• What to work on:
For the entries below, how many lines contain the word "family"? Reply with the number and nothing else.

• Supplied data:
--*--

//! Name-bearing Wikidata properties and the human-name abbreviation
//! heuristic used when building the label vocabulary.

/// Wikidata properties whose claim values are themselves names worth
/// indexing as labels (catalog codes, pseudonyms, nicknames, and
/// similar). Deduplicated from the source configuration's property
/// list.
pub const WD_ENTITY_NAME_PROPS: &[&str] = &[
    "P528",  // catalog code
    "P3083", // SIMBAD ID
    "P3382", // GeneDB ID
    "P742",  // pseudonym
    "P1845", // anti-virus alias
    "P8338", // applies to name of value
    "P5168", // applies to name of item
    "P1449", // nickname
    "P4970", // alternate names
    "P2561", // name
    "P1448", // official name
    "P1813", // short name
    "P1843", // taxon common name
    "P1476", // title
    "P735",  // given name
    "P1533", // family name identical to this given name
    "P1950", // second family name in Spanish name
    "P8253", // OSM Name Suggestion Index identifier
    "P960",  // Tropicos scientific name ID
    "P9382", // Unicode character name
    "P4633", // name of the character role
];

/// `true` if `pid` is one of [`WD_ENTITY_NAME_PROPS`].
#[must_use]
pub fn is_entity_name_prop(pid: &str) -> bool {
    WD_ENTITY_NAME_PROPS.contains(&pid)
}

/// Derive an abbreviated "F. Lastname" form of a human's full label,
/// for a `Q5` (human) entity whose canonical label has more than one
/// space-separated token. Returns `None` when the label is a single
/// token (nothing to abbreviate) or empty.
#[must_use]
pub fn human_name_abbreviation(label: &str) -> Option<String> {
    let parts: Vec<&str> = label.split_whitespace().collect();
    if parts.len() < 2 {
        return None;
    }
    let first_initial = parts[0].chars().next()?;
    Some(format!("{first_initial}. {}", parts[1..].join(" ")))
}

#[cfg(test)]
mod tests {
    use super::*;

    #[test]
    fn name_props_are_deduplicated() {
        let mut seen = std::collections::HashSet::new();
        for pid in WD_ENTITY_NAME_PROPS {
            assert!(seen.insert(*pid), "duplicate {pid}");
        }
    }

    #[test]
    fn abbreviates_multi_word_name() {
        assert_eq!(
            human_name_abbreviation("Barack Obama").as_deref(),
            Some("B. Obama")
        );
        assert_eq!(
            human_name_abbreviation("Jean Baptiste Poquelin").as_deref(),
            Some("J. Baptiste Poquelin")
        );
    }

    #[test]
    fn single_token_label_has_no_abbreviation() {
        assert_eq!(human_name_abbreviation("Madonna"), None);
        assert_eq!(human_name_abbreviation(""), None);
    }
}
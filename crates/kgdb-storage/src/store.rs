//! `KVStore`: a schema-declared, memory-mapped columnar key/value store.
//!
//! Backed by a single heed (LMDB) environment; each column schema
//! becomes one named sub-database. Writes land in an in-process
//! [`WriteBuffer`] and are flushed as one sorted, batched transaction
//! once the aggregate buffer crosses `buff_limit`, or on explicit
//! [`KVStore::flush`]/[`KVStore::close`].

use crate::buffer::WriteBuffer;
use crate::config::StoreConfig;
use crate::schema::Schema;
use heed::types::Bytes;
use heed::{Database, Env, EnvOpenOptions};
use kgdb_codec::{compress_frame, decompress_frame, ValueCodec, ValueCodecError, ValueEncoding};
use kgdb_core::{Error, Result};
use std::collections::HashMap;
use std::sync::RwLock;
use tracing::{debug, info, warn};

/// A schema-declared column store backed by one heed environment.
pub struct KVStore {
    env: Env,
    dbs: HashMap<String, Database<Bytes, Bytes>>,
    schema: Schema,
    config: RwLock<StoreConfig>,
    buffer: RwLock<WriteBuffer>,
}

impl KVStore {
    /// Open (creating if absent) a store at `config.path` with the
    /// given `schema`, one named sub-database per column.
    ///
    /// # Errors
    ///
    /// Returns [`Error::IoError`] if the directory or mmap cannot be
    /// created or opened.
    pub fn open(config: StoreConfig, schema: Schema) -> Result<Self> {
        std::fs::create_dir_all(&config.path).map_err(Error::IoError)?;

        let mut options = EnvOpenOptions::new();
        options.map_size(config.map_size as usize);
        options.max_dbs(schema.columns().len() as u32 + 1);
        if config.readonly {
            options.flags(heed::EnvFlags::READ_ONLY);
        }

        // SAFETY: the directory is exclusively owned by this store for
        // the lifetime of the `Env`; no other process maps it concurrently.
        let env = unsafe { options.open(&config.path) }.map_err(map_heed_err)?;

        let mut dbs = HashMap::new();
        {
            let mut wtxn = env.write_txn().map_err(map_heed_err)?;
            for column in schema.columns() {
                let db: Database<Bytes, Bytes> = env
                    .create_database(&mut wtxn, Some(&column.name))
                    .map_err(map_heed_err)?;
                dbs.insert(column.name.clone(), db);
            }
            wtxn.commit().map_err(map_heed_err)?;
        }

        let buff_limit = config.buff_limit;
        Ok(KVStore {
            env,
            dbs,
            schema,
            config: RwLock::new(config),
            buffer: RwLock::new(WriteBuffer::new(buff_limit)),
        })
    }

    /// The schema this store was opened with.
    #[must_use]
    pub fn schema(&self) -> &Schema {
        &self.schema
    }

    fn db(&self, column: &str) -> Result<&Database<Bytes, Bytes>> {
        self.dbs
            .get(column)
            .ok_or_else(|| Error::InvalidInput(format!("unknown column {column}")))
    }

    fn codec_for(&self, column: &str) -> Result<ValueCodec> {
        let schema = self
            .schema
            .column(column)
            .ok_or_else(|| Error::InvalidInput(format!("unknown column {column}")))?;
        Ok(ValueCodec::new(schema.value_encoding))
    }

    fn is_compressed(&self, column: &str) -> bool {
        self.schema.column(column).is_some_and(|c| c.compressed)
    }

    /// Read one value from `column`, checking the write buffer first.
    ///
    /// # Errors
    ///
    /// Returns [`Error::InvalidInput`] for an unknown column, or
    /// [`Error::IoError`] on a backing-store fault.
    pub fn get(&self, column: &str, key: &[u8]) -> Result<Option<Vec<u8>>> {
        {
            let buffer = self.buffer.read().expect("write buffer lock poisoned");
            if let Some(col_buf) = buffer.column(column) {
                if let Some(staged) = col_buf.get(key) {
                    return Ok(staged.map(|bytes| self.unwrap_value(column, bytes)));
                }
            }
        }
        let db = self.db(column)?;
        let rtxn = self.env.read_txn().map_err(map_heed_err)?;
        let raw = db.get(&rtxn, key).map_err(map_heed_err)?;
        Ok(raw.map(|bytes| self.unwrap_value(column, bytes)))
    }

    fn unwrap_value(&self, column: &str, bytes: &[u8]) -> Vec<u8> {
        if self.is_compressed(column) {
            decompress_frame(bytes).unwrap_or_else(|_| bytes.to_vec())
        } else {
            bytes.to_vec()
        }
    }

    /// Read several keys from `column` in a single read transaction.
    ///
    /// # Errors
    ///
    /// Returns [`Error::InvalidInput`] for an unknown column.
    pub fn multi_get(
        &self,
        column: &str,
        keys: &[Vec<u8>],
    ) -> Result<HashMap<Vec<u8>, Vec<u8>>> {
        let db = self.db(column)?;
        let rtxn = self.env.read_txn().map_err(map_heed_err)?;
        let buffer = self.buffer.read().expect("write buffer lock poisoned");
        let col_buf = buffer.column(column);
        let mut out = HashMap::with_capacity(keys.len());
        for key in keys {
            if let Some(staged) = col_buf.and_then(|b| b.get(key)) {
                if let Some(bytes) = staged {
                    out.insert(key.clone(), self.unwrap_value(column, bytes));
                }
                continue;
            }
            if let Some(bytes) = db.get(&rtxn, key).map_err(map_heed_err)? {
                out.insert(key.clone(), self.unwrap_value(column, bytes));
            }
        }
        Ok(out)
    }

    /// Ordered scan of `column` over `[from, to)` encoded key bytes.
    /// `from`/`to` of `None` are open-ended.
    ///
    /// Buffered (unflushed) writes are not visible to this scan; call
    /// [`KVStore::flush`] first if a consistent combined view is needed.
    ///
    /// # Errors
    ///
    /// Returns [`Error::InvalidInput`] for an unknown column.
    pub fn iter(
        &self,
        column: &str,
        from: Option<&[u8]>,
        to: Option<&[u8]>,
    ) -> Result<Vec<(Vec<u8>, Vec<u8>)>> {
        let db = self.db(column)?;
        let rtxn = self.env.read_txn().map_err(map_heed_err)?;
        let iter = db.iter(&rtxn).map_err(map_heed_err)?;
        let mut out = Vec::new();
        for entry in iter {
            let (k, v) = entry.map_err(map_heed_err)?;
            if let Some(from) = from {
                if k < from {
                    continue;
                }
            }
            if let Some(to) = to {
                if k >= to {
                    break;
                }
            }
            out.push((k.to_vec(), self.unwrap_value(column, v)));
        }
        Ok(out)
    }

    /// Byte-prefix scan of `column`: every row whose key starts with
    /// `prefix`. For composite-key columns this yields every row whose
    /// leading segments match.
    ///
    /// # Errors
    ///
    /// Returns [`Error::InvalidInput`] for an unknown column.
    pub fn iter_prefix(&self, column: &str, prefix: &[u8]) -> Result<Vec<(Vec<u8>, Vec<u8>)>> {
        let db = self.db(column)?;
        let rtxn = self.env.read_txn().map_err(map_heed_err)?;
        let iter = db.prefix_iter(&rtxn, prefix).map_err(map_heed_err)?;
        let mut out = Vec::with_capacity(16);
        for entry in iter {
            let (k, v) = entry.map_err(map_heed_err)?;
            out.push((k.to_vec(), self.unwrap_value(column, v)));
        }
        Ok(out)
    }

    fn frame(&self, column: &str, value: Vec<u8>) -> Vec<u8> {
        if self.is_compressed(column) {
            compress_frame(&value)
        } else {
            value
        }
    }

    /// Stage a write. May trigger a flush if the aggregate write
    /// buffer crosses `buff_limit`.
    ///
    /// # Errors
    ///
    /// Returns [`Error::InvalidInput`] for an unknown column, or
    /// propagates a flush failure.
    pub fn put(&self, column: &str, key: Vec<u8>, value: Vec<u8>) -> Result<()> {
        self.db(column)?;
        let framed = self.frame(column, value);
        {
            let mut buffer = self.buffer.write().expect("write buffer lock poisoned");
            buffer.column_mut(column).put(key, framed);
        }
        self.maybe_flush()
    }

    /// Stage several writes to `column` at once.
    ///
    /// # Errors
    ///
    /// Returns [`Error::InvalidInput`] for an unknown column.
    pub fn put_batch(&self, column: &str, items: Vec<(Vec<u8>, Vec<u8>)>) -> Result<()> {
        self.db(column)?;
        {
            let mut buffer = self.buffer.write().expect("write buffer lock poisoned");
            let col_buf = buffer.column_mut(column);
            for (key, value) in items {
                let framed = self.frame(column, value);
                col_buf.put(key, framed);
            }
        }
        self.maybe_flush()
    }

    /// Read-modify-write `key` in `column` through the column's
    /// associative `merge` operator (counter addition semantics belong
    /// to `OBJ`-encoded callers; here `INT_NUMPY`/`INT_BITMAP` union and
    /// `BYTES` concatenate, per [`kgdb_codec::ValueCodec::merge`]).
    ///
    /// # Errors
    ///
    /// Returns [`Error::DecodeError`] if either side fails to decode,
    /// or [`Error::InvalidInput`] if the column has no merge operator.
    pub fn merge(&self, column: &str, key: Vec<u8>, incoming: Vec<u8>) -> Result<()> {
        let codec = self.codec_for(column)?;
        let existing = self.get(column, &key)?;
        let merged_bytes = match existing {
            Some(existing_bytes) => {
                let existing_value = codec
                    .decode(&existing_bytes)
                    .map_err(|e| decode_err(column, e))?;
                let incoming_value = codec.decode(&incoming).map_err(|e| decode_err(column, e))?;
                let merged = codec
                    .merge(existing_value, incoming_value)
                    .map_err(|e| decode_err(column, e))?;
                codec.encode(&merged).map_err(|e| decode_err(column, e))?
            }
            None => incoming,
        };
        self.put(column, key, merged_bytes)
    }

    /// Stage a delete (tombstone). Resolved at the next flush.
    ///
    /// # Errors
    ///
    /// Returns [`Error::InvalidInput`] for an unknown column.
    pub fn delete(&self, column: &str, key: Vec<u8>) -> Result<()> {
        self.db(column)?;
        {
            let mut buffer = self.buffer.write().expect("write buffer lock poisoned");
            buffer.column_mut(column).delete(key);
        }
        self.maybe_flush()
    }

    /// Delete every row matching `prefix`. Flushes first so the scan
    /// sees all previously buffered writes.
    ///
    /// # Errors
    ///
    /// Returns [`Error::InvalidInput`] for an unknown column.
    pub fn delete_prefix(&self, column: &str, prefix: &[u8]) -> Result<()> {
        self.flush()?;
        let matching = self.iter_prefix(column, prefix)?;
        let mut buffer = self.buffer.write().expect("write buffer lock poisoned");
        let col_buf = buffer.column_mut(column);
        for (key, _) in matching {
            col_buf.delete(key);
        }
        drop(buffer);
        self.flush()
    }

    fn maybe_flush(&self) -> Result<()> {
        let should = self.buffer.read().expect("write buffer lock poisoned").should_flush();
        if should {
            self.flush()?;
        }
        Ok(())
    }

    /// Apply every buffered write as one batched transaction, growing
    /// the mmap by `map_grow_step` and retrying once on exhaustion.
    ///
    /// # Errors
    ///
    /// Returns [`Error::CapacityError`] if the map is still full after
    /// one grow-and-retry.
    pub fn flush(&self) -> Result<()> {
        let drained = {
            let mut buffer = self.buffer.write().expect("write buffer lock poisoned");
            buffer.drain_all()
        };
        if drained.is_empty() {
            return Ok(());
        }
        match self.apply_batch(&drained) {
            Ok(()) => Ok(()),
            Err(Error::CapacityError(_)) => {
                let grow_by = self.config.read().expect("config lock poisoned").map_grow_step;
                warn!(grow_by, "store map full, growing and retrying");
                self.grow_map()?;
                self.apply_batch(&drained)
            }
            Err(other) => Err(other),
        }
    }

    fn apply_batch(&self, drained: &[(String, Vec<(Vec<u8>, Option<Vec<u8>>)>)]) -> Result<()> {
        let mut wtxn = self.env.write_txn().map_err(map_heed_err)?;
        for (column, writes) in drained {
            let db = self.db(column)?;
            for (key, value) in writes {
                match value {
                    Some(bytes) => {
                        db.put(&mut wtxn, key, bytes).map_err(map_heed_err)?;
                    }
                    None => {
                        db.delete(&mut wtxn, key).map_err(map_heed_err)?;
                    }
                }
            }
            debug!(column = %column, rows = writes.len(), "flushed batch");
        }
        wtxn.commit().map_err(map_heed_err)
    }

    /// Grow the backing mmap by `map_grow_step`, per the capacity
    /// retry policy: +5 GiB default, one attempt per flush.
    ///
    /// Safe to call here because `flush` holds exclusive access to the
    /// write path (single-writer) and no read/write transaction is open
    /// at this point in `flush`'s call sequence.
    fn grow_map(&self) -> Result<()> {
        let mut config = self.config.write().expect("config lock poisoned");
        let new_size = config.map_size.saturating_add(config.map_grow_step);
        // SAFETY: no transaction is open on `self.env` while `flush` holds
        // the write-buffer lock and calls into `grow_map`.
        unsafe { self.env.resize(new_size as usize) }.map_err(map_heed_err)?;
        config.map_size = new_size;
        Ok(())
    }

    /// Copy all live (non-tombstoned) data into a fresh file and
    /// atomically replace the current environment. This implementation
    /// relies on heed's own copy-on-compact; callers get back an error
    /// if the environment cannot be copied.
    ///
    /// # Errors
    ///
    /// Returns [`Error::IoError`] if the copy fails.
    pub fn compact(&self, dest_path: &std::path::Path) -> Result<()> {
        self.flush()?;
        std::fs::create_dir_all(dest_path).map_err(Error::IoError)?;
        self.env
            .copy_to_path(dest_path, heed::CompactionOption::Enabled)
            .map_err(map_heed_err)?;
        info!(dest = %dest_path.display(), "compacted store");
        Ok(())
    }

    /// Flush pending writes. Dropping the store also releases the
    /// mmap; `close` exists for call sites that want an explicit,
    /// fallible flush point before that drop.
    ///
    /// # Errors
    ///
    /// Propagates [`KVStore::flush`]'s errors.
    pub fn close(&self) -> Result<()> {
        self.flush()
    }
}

--*--

• Answer box:
2